Conference Coverage

Prehospital administration of ticagrelor confers no benefit over in-hospital


 

FROM THE ESC CONGRESS 2014

References

Prehospital administration of ticagrelor did not improve either short- or long-term outcomes for patients with ST-elevation myocardial infarction over the standard in-hospital administration of the drug.

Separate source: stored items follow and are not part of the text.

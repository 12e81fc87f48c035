//! kube-backed management cluster client

use std::sync::Arc;

use crds::{Cluster, Machine, RKE2Config, RKE2ControlPlane, CLUSTER_NAME_LABEL};
use k8s_openapi::api::core::v1::{ConfigMap, Secret};
use kube::api::{Api, DeleteParams, ListParams, Patch, PatchParams, PostParams};
use kube::config::{KubeConfigOptions, Kubeconfig};
use kube::{Client, Config, Resource, ResourceExt};
use serde::Serialize;
use serde::de::DeserializeOwned;
use tracing::debug;

use crate::client_trait::{ClusterClientTrait, WorkloadClusterTrait};
use crate::error::ClientError;
use crate::workload::{KubeWorkloadCluster, WORKLOAD_CLIENT_TIMEOUT};

/// Secret data key holding kubeconfig and token values
const VALUE_KEY: &str = "value";

/// Management cluster client over `kube::Api`
#[derive(Clone)]
pub struct KubeClusterClient {
    client: Client,
}

impl KubeClusterClient {
    pub fn new(client: Client) -> Self {
        Self { client }
    }

    fn api<K>(&self, namespace: &str) -> Api<K>
    where
        K: Resource<Scope = k8s_openapi::NamespaceResourceScope, DynamicType = ()>,
    {
        Api::namespaced(self.client.clone(), namespace)
    }

    async fn get<K>(&self, namespace: &str, name: &str) -> Result<K, ClientError>
    where
        K: Resource<Scope = k8s_openapi::NamespaceResourceScope, DynamicType = ()>
            + Clone
            + DeserializeOwned
            + std::fmt::Debug,
    {
        self.api::<K>(namespace)
            .get(name)
            .await
            .map_err(|e| ClientError::from_kube(e, describe::<K>(namespace, name)))
    }

    async fn create<K>(&self, object: &K) -> Result<K, ClientError>
    where
        K: Resource<Scope = k8s_openapi::NamespaceResourceScope, DynamicType = ()>
            + Clone
            + Serialize
            + DeserializeOwned
            + std::fmt::Debug,
    {
        let (namespace, name) = object_key(object)?;
        self.api::<K>(&namespace)
            .create(&PostParams::default(), object)
            .await
            .map_err(|e| ClientError::from_kube(e, describe::<K>(&namespace, &name)))
    }

    /// Merge-patch the status subresource, guarded by the object's resourceVersion
    async fn patch_status<K, S>(&self, object: &K, status: &S) -> Result<K, ClientError>
    where
        K: Resource<Scope = k8s_openapi::NamespaceResourceScope, DynamicType = ()>
            + Clone
            + DeserializeOwned
            + std::fmt::Debug,
        S: Serialize,
    {
        let (namespace, name) = object_key(object)?;
        let patch = serde_json::json!({
            "metadata": { "resourceVersion": object.resource_version() },
            "status": status,
        });
        debug!("Patching status of {}", describe::<K>(&namespace, &name));
        self.api::<K>(&namespace)
            .patch_status(&name, &PatchParams::default(), &Patch::Merge(&patch))
            .await
            .map_err(|e| ClientError::from_kube(e, describe::<K>(&namespace, &name)))
    }
}

fn describe<K: Resource<DynamicType = ()>>(namespace: &str, name: &str) -> String {
    format!("{} {}/{}", K::kind(&()), namespace, name)
}

fn object_key<K: Resource>(object: &K) -> Result<(String, String), ClientError> {
    let meta = object.meta();
    let name = meta
        .name
        .clone()
        .ok_or_else(|| ClientError::InvalidObject("object has no metadata.name".to_string()))?;
    let namespace = meta
        .namespace
        .clone()
        .ok_or_else(|| ClientError::InvalidObject(format!("object {} has no metadata.namespace", name)))?;
    Ok((namespace, name))
}

#[async_trait::async_trait]
impl ClusterClientTrait for KubeClusterClient {
    async fn get_rke2_config(&self, namespace: &str, name: &str) -> Result<RKE2Config, ClientError> {
        self.get(namespace, name).await
    }

    async fn patch_rke2_config_status(&self, config: &RKE2Config) -> Result<RKE2Config, ClientError> {
        self.patch_status(config, &config.status).await
    }

    async fn get_control_plane(&self, namespace: &str, name: &str) -> Result<RKE2ControlPlane, ClientError> {
        self.get(namespace, name).await
    }

    async fn patch_control_plane_status(&self, control_plane: &RKE2ControlPlane) -> Result<RKE2ControlPlane, ClientError> {
        self.patch_status(control_plane, &control_plane.status).await
    }

    async fn get_cluster(&self, namespace: &str, name: &str) -> Result<Cluster, ClientError> {
        self.get(namespace, name).await
    }

    async fn get_machine(&self, namespace: &str, name: &str) -> Result<Machine, ClientError> {
        self.get(namespace, name).await
    }

    async fn list_machines(&self, namespace: &str, cluster_name: &str) -> Result<Vec<Machine>, ClientError> {
        let params = ListParams::default().labels(&format!("{}={}", CLUSTER_NAME_LABEL, cluster_name));
        let machines = self
            .api::<Machine>(namespace)
            .list(&params)
            .await
            .map_err(|e| ClientError::from_kube(e, format!("Machines of cluster {}/{}", namespace, cluster_name)))?;
        Ok(machines.items)
    }

    async fn patch_machine_status(&self, machine: &Machine) -> Result<Machine, ClientError> {
        self.patch_status(machine, &machine.status).await
    }

    async fn get_secret(&self, namespace: &str, name: &str) -> Result<Secret, ClientError> {
        self.get(namespace, name).await
    }

    async fn create_secret(&self, secret: &Secret) -> Result<Secret, ClientError> {
        self.create(secret).await
    }

    async fn update_secret(&self, secret: &Secret) -> Result<Secret, ClientError> {
        let (namespace, name) = object_key(secret)?;
        self.api::<Secret>(&namespace)
            .replace(&name, &PostParams::default(), secret)
            .await
            .map_err(|e| ClientError::from_kube(e, describe::<Secret>(&namespace, &name)))
    }

    async fn get_config_map(&self, namespace: &str, name: &str) -> Result<ConfigMap, ClientError> {
        self.get(namespace, name).await
    }

    async fn create_config_map(&self, config_map: &ConfigMap) -> Result<ConfigMap, ClientError> {
        self.create(config_map).await
    }

    async fn delete_config_map(&self, namespace: &str, name: &str) -> Result<(), ClientError> {
        self.api::<ConfigMap>(namespace)
            .delete(name, &DeleteParams::default())
            .await
            .map_err(|e| ClientError::from_kube(e, describe::<ConfigMap>(namespace, name)))?;
        Ok(())
    }

    async fn workload_cluster(&self, namespace: &str, cluster_name: &str) -> Result<Arc<dyn WorkloadClusterTrait>, ClientError> {
        let secret_name = format!("{}-kubeconfig", cluster_name);
        let secret: Secret = self.get(namespace, &secret_name).await?;
        let raw = secret
            .data
            .as_ref()
            .and_then(|data| data.get(VALUE_KEY))
            .ok_or_else(|| ClientError::Kubeconfig(format!("secret {}/{} has no {} key", namespace, secret_name, VALUE_KEY)))?;
        let yaml = String::from_utf8(raw.0.clone())
            .map_err(|e| ClientError::Kubeconfig(format!("secret {}/{} is not UTF-8: {}", namespace, secret_name, e)))?;

        let kubeconfig = Kubeconfig::from_yaml(&yaml)
            .map_err(|e| ClientError::Kubeconfig(format!("failed to parse kubeconfig for {}: {}", cluster_name, e)))?;
        let mut config = Config::from_custom_kubeconfig(kubeconfig, &KubeConfigOptions::default())
            .await
            .map_err(|e| ClientError::Kubeconfig(format!("failed to load kubeconfig for {}: {}", cluster_name, e)))?;
        config.connect_timeout = Some(WORKLOAD_CLIENT_TIMEOUT);
        config.read_timeout = Some(WORKLOAD_CLIENT_TIMEOUT);
        let client = Client::try_from(config)?;

        debug!("Built workload cluster client for {}/{}", namespace, cluster_name);
        Ok(Arc::new(KubeWorkloadCluster::new(client)))
    }
}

Patients who received ticagrelor in the field had virtually identical rates of 70% or greater post–percutaneous coronary intervention resolution and post-PCI cardiovascular events as those who got the drug after hospital admission, Dr. Gilles Montalescot and his colleagues reported at the online at the annual congress of the European Society of Cardiology. The results were simultaneously published online (N. Engl. J. Med. 2014 Sept. 1; [doi:10.1056/NEJMoa1407024]).

Dr. Gilles Montalescot

The phase IV ATLANTIC (Administration of Ticagrelor in the Cath Lab or in the Ambulance for New ST Elevation Myocardial Infarction to Open the Coronary artery) trial, conducted in 112 PCI centers among 13 countries, randomized 1,862 patients with ongoing STEMI of less than 6 hours’ duration to either a 180-mg loading dose of ticagrelor before hospital transfer, or to the same protocol in the PCI lab. All patients then received an ongoing regimen of 90 mg twice daily for 30 days, with the recommendation that this be continued for 12 months. Some patients also received glycoprotein IIB/IIIa inhibitors in the ambulance, but this was delivered at the physicians’ discretion.

In addition to STEMI resolution, primary endpoint included the proportion of patients who didn’t meet TIMI flow grade 3 in the infarcted artery before PCI. Secondary endpoints were a composite measure of death, MI, stent thrombosis, or urgent revascularization at 30 days; thrombotic bailout with glycoprotein inhibition, TIMI flow grade 3 at the end of the procedure, and complete STEMI resolution at by 60 minutes after PCI, reported Dr. Montalescot, director of cardiac care at the Pitié-Salpêtrière Hospital in Paris, and his coauthors.

Safety endpoints included major bleeding after PCI.

The patients were a mean of 61 years old. About 19% had a body mass index of 30 kg/m2 or higher. For 75%, the first point of care was in the ambulance. About 30% had glycoprotein inhibition before PCI.

The rates of a STEMI resolution of at least 70% were almost identical in the prehospital and in-hospital groups (86.8% and 87.6%, respectively), as was the absence of TIMI flow grade 3 in the infarcted artery by the time of PCI (82.6% and 83.1%). Likewise, a similar proportion of patients met either one or both secondary endpoints (49.6% and 52.8%).

While there was no significant between-group difference in the composite endpoint, stent thrombosis at 24 hours after PCI was lower in the prehospital group than in the in-hospital group (0% and 8%, respectively), and also at 30 days afterward (0.2% and 1.2%).

In all, 49 patients died, 30 in the prehospital group and 19 in the in-hospital group – not a significant difference (3.3% vs. 2%). The most common causes were cardiogenic shock, cardiac arrest, mechanical complications, and heart failure.

Major bleeding rates within the first 48 hours were low and similar (1.8% vs.1.6%); 30-day rates were identical (1.2% vs. 1.2%).

"Our study shows that there is no downside to earlier administration of ticagrelor, and it reduces the risk of post-procedure stent thrombosis. ... It is also a more practical time point for administration of the drug than in the catheterisation laboratory, where considerable staff and technical demands already exist," Dr. Montalescot said in a statement.

AstraZeneca sponsored the study. Dr. Montalescot reported receiving grants from the company and other pharmaceutical companies. He also reported consulting fees from 25 different pharmaceutical companies and study groups, including the ATLANTIC study.

The coauthors also reported numerous financial relationships with pharmaceutical companies, including AstraZeneca.